Look through the lines below, find those with the word "super", and copy them.

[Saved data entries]
%%
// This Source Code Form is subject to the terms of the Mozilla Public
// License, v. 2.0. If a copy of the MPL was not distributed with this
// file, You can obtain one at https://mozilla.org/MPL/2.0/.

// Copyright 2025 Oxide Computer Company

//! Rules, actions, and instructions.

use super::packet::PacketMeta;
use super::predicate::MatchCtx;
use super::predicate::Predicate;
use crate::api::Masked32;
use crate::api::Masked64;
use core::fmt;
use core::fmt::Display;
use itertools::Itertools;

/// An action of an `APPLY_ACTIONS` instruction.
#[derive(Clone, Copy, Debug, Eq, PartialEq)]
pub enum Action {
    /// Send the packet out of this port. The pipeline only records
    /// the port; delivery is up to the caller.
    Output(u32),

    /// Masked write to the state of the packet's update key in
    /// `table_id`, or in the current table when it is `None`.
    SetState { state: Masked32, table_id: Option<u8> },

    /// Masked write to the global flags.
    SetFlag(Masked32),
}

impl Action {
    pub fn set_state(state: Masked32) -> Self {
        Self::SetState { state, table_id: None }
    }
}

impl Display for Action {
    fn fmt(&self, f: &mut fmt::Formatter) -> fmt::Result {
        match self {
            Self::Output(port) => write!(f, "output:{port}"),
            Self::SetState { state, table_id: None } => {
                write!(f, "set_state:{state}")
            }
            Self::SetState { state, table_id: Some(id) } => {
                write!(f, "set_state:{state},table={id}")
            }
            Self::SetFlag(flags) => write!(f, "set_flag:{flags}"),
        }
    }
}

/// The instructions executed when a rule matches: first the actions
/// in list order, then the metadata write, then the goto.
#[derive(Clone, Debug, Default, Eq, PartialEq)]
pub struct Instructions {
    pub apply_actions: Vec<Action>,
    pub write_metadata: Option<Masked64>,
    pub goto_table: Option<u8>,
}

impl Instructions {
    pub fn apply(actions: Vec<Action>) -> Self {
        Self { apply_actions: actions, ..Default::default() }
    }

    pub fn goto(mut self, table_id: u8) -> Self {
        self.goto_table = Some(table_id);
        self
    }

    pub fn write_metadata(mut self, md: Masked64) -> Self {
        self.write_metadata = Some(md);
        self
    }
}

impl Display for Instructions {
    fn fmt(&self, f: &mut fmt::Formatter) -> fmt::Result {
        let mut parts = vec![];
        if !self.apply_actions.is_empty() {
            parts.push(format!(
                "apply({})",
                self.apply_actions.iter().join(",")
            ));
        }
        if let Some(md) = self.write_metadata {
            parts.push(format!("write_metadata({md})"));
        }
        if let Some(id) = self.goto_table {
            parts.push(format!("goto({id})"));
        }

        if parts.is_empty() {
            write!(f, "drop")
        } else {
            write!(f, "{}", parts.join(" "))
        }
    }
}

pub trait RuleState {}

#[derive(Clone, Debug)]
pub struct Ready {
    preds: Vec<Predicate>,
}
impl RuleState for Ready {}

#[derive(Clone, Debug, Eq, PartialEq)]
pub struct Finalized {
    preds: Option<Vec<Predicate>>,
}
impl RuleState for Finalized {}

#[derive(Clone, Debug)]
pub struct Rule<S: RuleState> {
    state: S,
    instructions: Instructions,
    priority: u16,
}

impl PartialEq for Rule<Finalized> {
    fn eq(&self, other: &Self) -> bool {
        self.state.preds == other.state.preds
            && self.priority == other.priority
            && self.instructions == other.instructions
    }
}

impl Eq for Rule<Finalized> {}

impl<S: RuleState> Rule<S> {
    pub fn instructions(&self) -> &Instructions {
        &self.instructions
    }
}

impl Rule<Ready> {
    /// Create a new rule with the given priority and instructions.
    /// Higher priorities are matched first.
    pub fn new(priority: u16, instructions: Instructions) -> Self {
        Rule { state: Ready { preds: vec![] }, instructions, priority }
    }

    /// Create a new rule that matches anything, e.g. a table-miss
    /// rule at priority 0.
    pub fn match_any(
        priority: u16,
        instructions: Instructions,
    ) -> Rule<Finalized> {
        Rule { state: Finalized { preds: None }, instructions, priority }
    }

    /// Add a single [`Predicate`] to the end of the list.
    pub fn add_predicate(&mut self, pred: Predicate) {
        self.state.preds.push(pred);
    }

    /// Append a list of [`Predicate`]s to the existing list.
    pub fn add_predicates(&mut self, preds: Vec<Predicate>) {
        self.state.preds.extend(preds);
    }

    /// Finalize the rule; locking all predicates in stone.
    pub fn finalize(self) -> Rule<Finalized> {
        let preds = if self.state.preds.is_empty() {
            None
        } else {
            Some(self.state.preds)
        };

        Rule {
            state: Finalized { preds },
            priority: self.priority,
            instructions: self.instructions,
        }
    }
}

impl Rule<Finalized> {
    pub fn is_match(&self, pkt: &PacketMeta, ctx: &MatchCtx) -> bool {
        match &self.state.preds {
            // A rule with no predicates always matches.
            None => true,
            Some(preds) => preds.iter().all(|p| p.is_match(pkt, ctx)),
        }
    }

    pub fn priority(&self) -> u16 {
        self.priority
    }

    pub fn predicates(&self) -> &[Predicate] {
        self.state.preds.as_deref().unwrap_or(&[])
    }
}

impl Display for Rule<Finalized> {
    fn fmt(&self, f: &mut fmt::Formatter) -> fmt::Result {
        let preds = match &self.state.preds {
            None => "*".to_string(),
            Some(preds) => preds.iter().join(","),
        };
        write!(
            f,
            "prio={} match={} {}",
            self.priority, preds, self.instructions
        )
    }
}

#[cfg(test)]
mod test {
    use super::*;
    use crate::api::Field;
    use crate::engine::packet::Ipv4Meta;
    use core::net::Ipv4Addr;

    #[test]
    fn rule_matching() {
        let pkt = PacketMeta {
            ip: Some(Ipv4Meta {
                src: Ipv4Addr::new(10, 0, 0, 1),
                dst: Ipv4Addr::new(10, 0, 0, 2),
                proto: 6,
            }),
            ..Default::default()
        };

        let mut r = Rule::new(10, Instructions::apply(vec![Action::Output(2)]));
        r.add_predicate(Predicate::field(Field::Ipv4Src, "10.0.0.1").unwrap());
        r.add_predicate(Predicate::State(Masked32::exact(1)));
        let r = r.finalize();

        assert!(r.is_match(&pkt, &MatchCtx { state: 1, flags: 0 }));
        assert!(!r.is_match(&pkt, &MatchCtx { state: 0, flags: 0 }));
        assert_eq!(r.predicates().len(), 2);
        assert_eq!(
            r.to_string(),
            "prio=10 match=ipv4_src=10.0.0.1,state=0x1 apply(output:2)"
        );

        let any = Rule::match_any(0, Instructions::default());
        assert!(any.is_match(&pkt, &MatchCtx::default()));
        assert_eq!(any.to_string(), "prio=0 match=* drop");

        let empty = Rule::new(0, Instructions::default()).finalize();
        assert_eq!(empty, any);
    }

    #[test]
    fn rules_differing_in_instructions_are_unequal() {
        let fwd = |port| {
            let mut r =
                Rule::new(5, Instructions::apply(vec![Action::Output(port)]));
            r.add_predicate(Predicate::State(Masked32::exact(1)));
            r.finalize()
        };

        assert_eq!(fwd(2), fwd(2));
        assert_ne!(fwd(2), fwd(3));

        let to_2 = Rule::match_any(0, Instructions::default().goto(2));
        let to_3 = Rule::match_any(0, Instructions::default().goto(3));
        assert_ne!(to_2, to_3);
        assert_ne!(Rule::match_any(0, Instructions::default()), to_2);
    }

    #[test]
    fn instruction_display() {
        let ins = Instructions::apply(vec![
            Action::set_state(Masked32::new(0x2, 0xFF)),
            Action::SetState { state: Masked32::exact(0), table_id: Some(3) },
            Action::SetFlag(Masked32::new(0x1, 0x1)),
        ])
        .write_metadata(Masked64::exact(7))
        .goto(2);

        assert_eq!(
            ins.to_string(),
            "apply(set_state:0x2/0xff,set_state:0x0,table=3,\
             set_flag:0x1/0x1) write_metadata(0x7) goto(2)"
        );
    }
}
%%
Answer to the exercise:
use super::packet::PacketMeta;
use super::predicate::MatchCtx;
use super::predicate::Predicate;
    use super::*;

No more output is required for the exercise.